Effort underway to open shelter in N.H. for victims of human trafficking

  • FILE - In this Feb. 19, 2019, file photo, a sign is posted outside of Orchids of Asia Day Spa in Jupiter, Fla., one of several spas closed in south Florida as a result of a six-month investigation into sex trafficking. The Florida prostitution sting that ensnared New England Patriots owner Robert Kraft is a reminder of the human trafficking and abuse taking place behind the darkened windows of many of these storefronts, and how challenging those problems can be to address. (Hannah Morse/Palm Beach Post via AP, File) Hannah Morse

Monitor staff
Published: 3/2/2019 7:54:55 PM

Bethany Cottrell laments the fact that victims of sex trafficking in New Hampshire have few places to turn in their own state.

That dearth will soon change, the executive director of the Merrimack County Advocacy Center said. Last year, Cottrell approached Becky Ayling, the project director for the New Hampshire Human Trafficking Collaborative Task Force, then later consulted with Eric Adams of the Laconia Police Department.

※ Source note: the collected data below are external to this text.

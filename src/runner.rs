use std::io::{self, Write};
use std::path::PathBuf;

use anyhow::{Context, Result, bail};
use camino::{Utf8Path, Utf8PathBuf};
use serde_json::json;

use crate::cli::{Cli, Command, InitArgs, LayoutAddArgs, LayoutCommand, OutputFormat};
use crate::config::{self, LAYOUT_DIR, LAYOUT_FILE, ResolvedLayout};
use crate::layout::{EntryKind, Plan};
use crate::scaffold::{self, Options};
use crate::util::fs::{current_dir, utf8_path};

pub fn run(cli: Cli) -> Result<()> {
    let ctx = CliContext::from(&cli);
    ctx.apply_chdir()?;

    let command = cli
        .command
        .unwrap_or_else(|| Command::Init(InitArgs::default()));

    let base = current_dir()?;
    let home = dirs::home_dir().and_then(|home| Utf8PathBuf::from_path_buf(home).ok());
    let discover = wants_discovery(&ctx, &command);
    let state = AppState::new(ctx, base, home, discover)?;

    let stdout = io::stdout();
    let mut out = stdout.lock();
    dispatch(&state, command, &mut out)
}

/// Scaffolding commands use the builtin layout unless `--file` or
/// `--discover` says otherwise; layout commands always look for a file.
fn wants_discovery(ctx: &CliContext, command: &Command) -> bool {
    ctx.discover || matches!(command, Command::Layout { .. })
}

fn dispatch(state: &AppState, command: Command, out: &mut dyn Write) -> Result<()> {
    match command {
        Command::Init(args) => handle_init(state, args, out),
        Command::Plan => handle_plan(state, out),
        Command::Check => handle_check(state, out),
        Command::Layout { command } => handle_layout(state, command, out),
    }
}

fn handle_init(state: &AppState, args: InitArgs, out: &mut dyn Write) -> Result<()> {
    let plan = state.plan()?;
    let opts = Options {
        dry_run: state.ctx.dry_run,
        keep_going: args.keep_going,
        seed: args.seed,
    };
    let report = scaffold::apply(&plan, &opts)?;

    // Failures only reach this point in keep-going mode, where every entry
    // has been attempted; the completion line is still printed once.
    match state.ctx.format {
        OutputFormat::Json => writeln!(out, "{}", serde_json::to_string_pretty(&report)?)?,
        OutputFormat::Text => writeln!(out, "{}", report.completion_line())?,
    }

    if report.has_failures() {
        bail!("{}", report.failure_summary());
    }
    Ok(())
}

fn handle_plan(state: &AppState, out: &mut dyn Write) -> Result<()> {
    let plan = state.plan()?;
    if state.ctx.format == OutputFormat::Json {
        writeln!(out, "{}", serde_json::to_string_pretty(&plan)?)?;
        return Ok(());
    }

    for entry in plan.tree_order() {
        let depth = entry.relative.components().count().saturating_sub(1);
        let name = entry.relative.file_name().unwrap_or(entry.relative.as_str());
        let suffix = match entry.kind {
            EntryKind::Directory => "/",
            EntryKind::File => "",
        };
        match &entry.seed {
            Some(template) => writeln!(
                out,
                "{}{}{}  (seed: {})",
                "  ".repeat(depth),
                name,
                suffix,
                template
            )?,
            None => writeln!(out, "{}{}{}", "  ".repeat(depth), name, suffix)?,
        }
    }
    writeln!(
        out,
        "{} directories, {} files",
        plan.directories().count(),
        plan.files().count()
    )?;
    Ok(())
}

fn handle_check(state: &AppState, out: &mut dyn Write) -> Result<()> {
    let plan = state.plan()?;
    let report = scaffold::check(&plan)?;

    match state.ctx.format {
        OutputFormat::Json => writeln!(out, "{}", serde_json::to_string_pretty(&report)?)?,
        OutputFormat::Text => writeln!(out, "{}", report.render_text())?,
    }

    if !report.is_complete() {
        bail!("{}", report.failure_summary());
    }
    Ok(())
}

fn handle_layout(state: &AppState, command: LayoutCommand, out: &mut dyn Write) -> Result<()> {
    match command {
        LayoutCommand::Show => layout_show(state, out),
        LayoutCommand::Export { path, force } => layout_export(state, path, force, out),
        LayoutCommand::Add(args) => layout_add(state, args, out),
    }
}

fn layout_show(state: &AppState, out: &mut dyn Write) -> Result<()> {
    let resolved = &state.resolved;
    match state.ctx.format {
        OutputFormat::Json => {
            let document = json!({
                "source": resolved.location.source.as_str(),
                "path": resolved.location.path,
                "layout": resolved.layout,
            });
            writeln!(out, "{}", serde_json::to_string_pretty(&document)?)?;
        }
        OutputFormat::Text => writeln!(out, "{}", config::format_summary(resolved))?,
    }
    Ok(())
}

fn layout_export(
    state: &AppState,
    path: Option<PathBuf>,
    force: bool,
    out: &mut dyn Write,
) -> Result<()> {
    let Some(path) = path else {
        write!(out, "{}", state.resolved.layout.to_toml_string()?)?;
        return Ok(());
    };

    let target = state.base.join(utf8_path(path, "export path")?);
    if state.ctx.dry_run {
        writeln!(out, "Dry run: would write layout to {}", target)?;
        return Ok(());
    }
    config::write_layout(&target, &state.resolved.layout, force)?;
    writeln!(out, "Wrote layout to {}", target)?;
    Ok(())
}

fn layout_add(state: &AppState, args: LayoutAddArgs, out: &mut dyn Write) -> Result<()> {
    let kind = if args.dir {
        EntryKind::Directory
    } else {
        EntryKind::File
    };

    // Fail before touching the disk if the entry cannot be added.
    let normalized =
        config::check_addition(&state.resolved.layout, &args.path, kind, args.seed.as_deref())?;

    let existing = state.resolved.location.path.clone();
    let target = existing
        .clone()
        .unwrap_or_else(|| state.base.join(LAYOUT_DIR).join(LAYOUT_FILE));

    if state.ctx.dry_run {
        writeln!(
            out,
            "Dry run: would add {} `{}` to {}",
            kind.as_str(),
            normalized,
            target
        )?;
        return Ok(());
    }

    if existing.is_none() {
        config::write_layout(&target, &state.resolved.layout, false)?;
        writeln!(out, "Created {} from the builtin layout", target)?;
    }
    config::add_entry(&target, normalized.as_str(), kind, args.seed.as_deref())?;
    writeln!(out, "Added {} `{}` to {}", kind.as_str(), normalized, target)?;
    Ok(())
}

#[derive(Clone, Debug)]
struct CliContext {
    chdir: Option<PathBuf>,
    file: Option<PathBuf>,
    root: Option<String>,
    discover: bool,
    dry_run: bool,
    format: OutputFormat,
}

impl CliContext {
    fn apply_chdir(&self) -> Result<()> {
        if let Some(path) = &self.chdir {
            std::env::set_current_dir(path)
                .with_context(|| format!("changing directory to {}", path.display()))?;
        }
        Ok(())
    }

    fn explicit_layout(&self, base: &Utf8Path) -> Result<Option<Utf8PathBuf>> {
        self.file
            .clone()
            .map(|file| utf8_path(file, "layout path").map(|file| base.join(file)))
            .transpose()
    }
}

impl From<&Cli> for CliContext {
    fn from(cli: &Cli) -> Self {
        Self {
            chdir: cli.chdir.clone(),
            file: cli.file.clone(),
            root: cli.root.clone(),
            discover: cli.discover,
            dry_run: cli.dry_run,
            format: cli.format,
        }
    }
}

struct AppState {
    ctx: CliContext,
    base: Utf8PathBuf,
    resolved: ResolvedLayout,
}

impl AppState {
    fn new(
        ctx: CliContext,
        base: Utf8PathBuf,
        home: Option<Utf8PathBuf>,
        discover: bool,
    ) -> Result<Self> {
        let explicit = ctx.explicit_layout(&base)?;
        let mut resolved =
            config::resolve(explicit.as_deref(), discover, &base, home.as_deref())?;
        if let Some(root) = &ctx.root {
            resolved.layout = resolved.layout.with_root(root);
            resolved
                .layout
                .validate()
                .with_context(|| format!("applying --root {}", root))?;
        }
        Ok(Self {
            ctx,
            base,
            resolved,
        })
    }

    fn plan(&self) -> Result<Plan> {
        self.resolved.layout.plan(&self.base)
    }
}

The result is a fundraising drive currently underway, with a vision to buy land and a building somewhere in Laconia to house the state’s first shelter and treatment facility for victims of human trafficking. It will be named Brigid’s House of Hope, after St. Brigid of Ireland, who was born into slavery in the fifth century and became one of the most revered women in the country.

“I went to Becky and said, ‘I keep hearing we need safe housing,’ ” Cottrell, also a member of the human trafficking task force, said by phone from her office in Concord. Cottrell and Ayling decided to stop talking about it and do something to tackle it themselves. Then they approached Adams.

Cottrell said the fundraising is in its early stages, adding that it will take between $300,000 and $400,00o to get the project off the ground. But while collecting enough money to turn this into a reality is far off, Ayling and Cottrell are bursting with confidence, sure that their goals will be met.

“I have full confidence that this will happen,” Ayling said. “We’re working on it. We don’t want to open too early, but it will absolutely happen, a safe place for people who have been trafficked.”

The subject has been front-page news recently, since New England Patriots owner Bob Kraft was charged with soliciting a prostitute at a massage parlor in Florida. Police said they had video evidence showing Kraft and two women engaging in a sex act.

The massage parlor, police allege, was a front for a sex trafficking ring, featuring immigrant women who lived there in poor conditions and had few options when it came to building lives elsewhere.

Awareness about sex trafficking quickly spread nationwide, but Cottrell said she and her team have long known that this is a problem that should have been moved into the forefront far earlier, even in sparsely populated states like New Hampshire.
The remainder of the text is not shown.